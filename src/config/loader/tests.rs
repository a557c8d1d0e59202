use super::*;

#[test]
fn test_load_config_missing_file_returns_default() {
    let dir = tempfile::tempdir().unwrap();
    let path = dir.path().join("absent.json");
    let config = load_config(Some(&path)).unwrap();
    assert_eq!(config.dispatch.cooldown_secs, 3);
    assert_eq!(config.operator.name, "admin");
}

#[test]
fn test_load_config_minimal_json() {
    let dir = tempfile::tempdir().unwrap();
    let path = dir.path().join("config.json");
    std::fs::write(
        &path,
        r#"{"operator": {"name": "desk"}, "dispatch": {"cooldownSecs": 10}}"#,
    )
    .unwrap();

    let config = load_config(Some(&path)).unwrap();
    assert_eq!(config.operator.name, "desk");
    assert_eq!(config.dispatch.cooldown_secs, 10);
    assert_eq!(config.dispatch.max_delay_secs, 60);
}

#[test]
fn test_load_config_rejects_invalid_values() {
    let dir = tempfile::tempdir().unwrap();
    let path = dir.path().join("config.json");
    std::fs::write(&path, r#"{"dispatch": {"minDelaySecs": 0}}"#).unwrap();

    let err = load_config(Some(&path)).unwrap_err();
    assert!(format!("{:#}", err).contains("minDelaySecs"));
}

#[test]
fn test_load_config_malformed_json() {
    let dir = tempfile::tempdir().unwrap();
    let path = dir.path().join("config.json");
    std::fs::write(&path, "{not json").unwrap();
    assert!(load_config(Some(&path)).is_err());
}

#[test]
fn test_save_then_load_round_trip() {
    let dir = tempfile::tempdir().unwrap();
    let path = dir.path().join("nested").join("config.json");

    let mut config = Config::default();
    config.content.base_url = "https://content.example.org/api".to_string();
    config.dispatch.default_delay_secs = 5;
    save_config(&config, Some(&path)).unwrap();

    let loaded = load_config(Some(&path)).unwrap();
    assert_eq!(loaded.dispatch.default_delay_secs, 5);
    // env overrides may replace the URL when set in the test environment
    if std::env::var("BULLETIN_CONTENT_BASE_URL").is_err() {
        assert_eq!(loaded.content.base_url, "https://content.example.org/api");
    }
}

#[cfg(unix)]
#[test]
fn test_save_config_restricts_permissions() {
    use std::os::unix::fs::PermissionsExt;

    let dir = tempfile::tempdir().unwrap();
    let path = dir.path().join("config.json");
    save_config(&Config::default(), Some(&path)).unwrap();
    let mode = std::fs::metadata(&path).unwrap().permissions().mode();
    assert_eq!(mode & 0o777, 0o600);
}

★ ★ ★ ★ ★

**Task item**
Could you copy each line in the listing above that includes the word "example"?

**Reply**
    config.content.base_url = "https://content.example.org/api".to_string();
        assert_eq!(loaded.content.base_url, "https://content.example.org/api");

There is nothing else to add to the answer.